La traque des pangolins, de l’Afrique à l’Asie
Publié par IRD Occitanie, le 4 novembre 2024 190
Devenus emblématiques de la crise de la viande de brousse qui sévit dans les régions tropicales, les pangolins sont consommés jusqu'à l’extinction. Le projet ANR PANGO-GO, coordonné par Philippe Gaubert (IRD, CRBE), élabore des outils génomiques innovants et applicables à la surveillance du commerce de ces animaux en danger d’extinction. Avec comme premier résultat la découverte d’une espèce asiatique inconnue.

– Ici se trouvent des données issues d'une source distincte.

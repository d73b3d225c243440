//! End-to-end tests of `SmbFileOperations` against an in-memory share.

mod common;

use std::io::{Cursor, Seek, SeekFrom, Write};

use common::{operations, pattern, server, SHARE};
use smbridge_core::config::StoreDisposition;
use smbridge_core::errors::FileError;
use smbridge_core::files::copy::MAX_BUFFER_SIZE;
use smbridge_core::files::smb::STORE_BUFFER_SIZE;
use smbridge_core::files::{FileOperations, SmbFileOperations, WorkItem};

fn store_and_read_back(len: usize) {
    let server = server();
    let mut ops = operations(&server);
    let data = pattern(len);

    let mut item = WorkItem::with_stream("blob.bin", Cursor::new(data.clone()));
    assert!(ops.store_file("blob.bin", &mut item).unwrap());

    let mut back = WorkItem::new("blob.bin");
    ops.retrieve_file("blob.bin", &mut back).unwrap();
    let read = back.buffer().unwrap().contents();
    assert_eq!(read.len(), len, "length mismatch for {len} bytes");
    assert!(read == data, "content mismatch for {len} bytes");
}

#[test]
fn store_round_trip_empty() {
    store_and_read_back(0);
}

#[test]
fn store_round_trip_smaller_than_buffer() {
    store_and_read_back(1000);
}

#[test]
fn store_round_trip_multiple_buffer_fills() {
    store_and_read_back(2 * STORE_BUFFER_SIZE + 12_345);
}

#[test]
fn retrieve_larger_than_copy_buffer() {
    let server = server();
    let data = pattern(3 * MAX_BUFFER_SIZE + 7);
    server.put_file(SHARE, "big/archive.bin", &data);
    let mut ops = operations(&server);

    let mut item = WorkItem::new("archive.bin");
    ops.retrieve_file(&format!("{SHARE}/big/archive.bin"), &mut item)
        .unwrap();

    assert!(item.buffer().unwrap().contents() == data);
}

#[test]
fn retrieve_nonexistent_names_path() {
    let server = server();
    let mut ops = operations(&server);
    let mut item = WorkItem::new("missing.csv");

    let err = ops.retrieve_file("in/missing.csv", &mut item).unwrap_err();

    let message = err.to_string();
    assert!(message.contains("in/missing.csv"), "message: {message}");
    assert!(matches!(err, FileError::OperationFailed { .. }));
}

#[test]
fn retrieve_failure_mid_stream_is_signaled() {
    let server = server();
    server.put_file(SHARE, "flaky.bin", &pattern(10_000));
    server.fail_reads_of("flaky.bin");
    let mut ops = operations(&server);
    let mut item = WorkItem::new("flaky.bin");

    let err = ops.retrieve_file("flaky.bin", &mut item).unwrap_err();

    assert!(err.to_string().contains("connection reset"));
    // The buffer was attached before the copy started.
    assert!(item.buffer().is_some());
}

#[test]
fn list_files_reports_entries_without_markers() {
    let server = server();
    server.put_file_modified(SHARE, "inbox/a.txt", b"0123456789", 1_650_000_000_000);
    server.create_dir_all(SHARE, "inbox/sub");
    let mut ops = operations(&server);

    let mut entries = ops.list_files("inbox").unwrap();
    entries.sort_by(|a, b| a.name.cmp(&b.name));

    let names: Vec<_> = entries.iter().map(|e| e.name.as_str()).collect();
    assert_eq!(names, vec!["a.txt", "sub"]);
    assert!(!entries[0].is_directory);
    assert_eq!(entries[0].size, 10);
    assert_eq!(entries[0].last_modified, 1_650_000_000_000);
    assert!(entries[1].is_directory);
}

#[test]
fn list_root_of_share() {
    let server = server();
    server.put_file(SHARE, "top.txt", b"x");
    let mut ops = operations(&server);

    let entries = ops.list_files(SHARE).unwrap();

    assert_eq!(entries.len(), 1);
    assert_eq!(entries[0].name, "top.txt");
}

#[test]
fn build_directory_is_ordered_and_idempotent() {
    let server = server();
    let mut ops = operations(&server);

    assert!(ops.build_directory("a/b/c", true).unwrap());
    assert_eq!(server.mkdir_log(), vec!["a", "a\\b", "a\\b\\c"]);

    assert!(ops.build_directory("a/b/c", true).unwrap());
    assert_eq!(server.mkdir_log().len(), 3);
}

#[test]
fn build_then_store_into_base_path() {
    let server = server();
    let mut endpoint = common::endpoint();
    endpoint.path = "outgoing/orders".to_string();
    let mut ops = SmbFileOperations::with_endpoint(server.clone(), endpoint).unwrap();

    ops.build_directory(&format!("{SHARE}/outgoing/orders/2024"), false)
        .unwrap();
    let mut item = WorkItem::with_stream("2024/order-1.xml", Cursor::new(b"<o/>".to_vec()));
    ops.store_file("2024/order-1.xml", &mut item).unwrap();

    assert!(ops.exists_file("outgoing/orders/2024/order-1.xml").unwrap());
    assert_eq!(
        server.file_contents(SHARE, "outgoing/orders/2024/order-1.xml").unwrap(),
        b"<o/>"
    );
}

#[test]
fn store_into_missing_directory_fails() {
    let server = server();
    let mut ops = operations(&server);
    let mut item = WorkItem::with_stream("nope/a.txt", Cursor::new(b"x".to_vec()));

    let err = ops.store_file("nope/a.txt", &mut item).unwrap_err();

    assert!(err.to_string().contains("//fileserver/exchange/nope/a.txt"));
}

#[test]
fn store_from_local_file() {
    let server = server();
    let mut staged = tempfile::tempfile().unwrap();
    let data = pattern(100_000);
    staged.write_all(&data).unwrap();
    staged.seek(SeekFrom::Start(0)).unwrap();

    let mut ops = operations(&server);
    let mut item = WorkItem::with_stream("staged.bin", staged);
    ops.store_file("staged.bin", &mut item).unwrap();

    assert!(server.file_contents(SHARE, "staged.bin").unwrap() == data);
}

#[test]
fn overwrite_disposition_from_settings() {
    let server = server();
    server.put_file(SHARE, "report.txt", b"v1");
    let mut settings = common::settings();
    settings["storeDisposition"] = serde_json::json!("overwrite");
    let endpoint = smbridge_core::config::SmbConfig::from_settings(settings).unwrap();
    assert_eq!(endpoint.store_disposition, StoreDisposition::Overwrite);
    let mut ops = SmbFileOperations::with_endpoint(server.clone(), endpoint).unwrap();

    let mut item = WorkItem::with_stream("report.txt", Cursor::new(b"v2".to_vec()));
    ops.store_file("report.txt", &mut item).unwrap();

    assert_eq!(server.file_contents(SHARE, "report.txt").unwrap(), b"v2");
}

#[test]
fn one_session_for_many_operations() {
    let server = server();
    server.put_file(SHARE, "a.txt", b"a");
    let mut ops = operations(&server);

    ops.exists_file("a.txt").unwrap();
    ops.list_files("").unwrap();
    let mut item = WorkItem::new("a.txt");
    ops.retrieve_file("a.txt", &mut item).unwrap();
    let mut item = WorkItem::with_stream("b.txt", Cursor::new(b"b".to_vec()));
    ops.store_file("b.txt", &mut item).unwrap();

    assert_eq!(server.connect_count(), 1);
    drop(ops);
    assert_eq!(server.logoff_count(), 1);
}

#[test]
fn unreachable_host_is_session_unavailable() {
    let server = server();
    server.set_reachable(false);
    let mut ops = operations(&server);

    let err = ops.list_files("").unwrap_err();

    assert!(matches!(err, FileError::SessionUnavailable(_)));
    assert!(err.to_string().contains("fileserver"));

    server.set_reachable(true);
    assert!(ops.list_files("").is_ok());
}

Afin d’avoir une chance de freiner l’extinction déjà programmée des pangolins, les infrastructures impliquées dans le suivi de leur commerce doivent disposer d’informations fiables sur les espèces impliquées et les sources d’approvisionnement.
Les pangolins, mammifères au centre d’un trafic mondial
Les pangolins1 sont les seuls mammifères portant des écailles. Ecailles qui leur valent d’être braconnés et vendus pour leurs prétendues propriétés médicinales. « On estime qu'un million de pangolins ont été arrachés à la nature au cours de la dernière décennie, soit un toutes les cinq minutes », affirme le Groupe de Spécialistes du Pangolin de la Commission de la Sauvegarde des Espèces de l'UICN2. Victimes d’un commerce de grande ampleur impliquant des réseaux locaux et internationaux, les pangolins ont été récemment identifiés comme les animaux les plus impactés par le commerce de la faune sauvage. Malgré le fait que les huit espèces connues en Afrique et en Asie soient menacées d'extinction, « jusqu’ici, le commerce des pangolins est resté difficilement traçable en raison des différentes formes et sous-produits sous lesquels ils sont vendus et du manque de référentiels géographiques », affirme Philippe Gaubert, biologiste de la conservation au CRBE. Avec ses partenaires africains et chinois, il coordonne le projet PANGO-GO dédié au « Traçage du commerce local et global des mammifères les plus braconnés au monde à travers la mise au point d'outils évolutifs ».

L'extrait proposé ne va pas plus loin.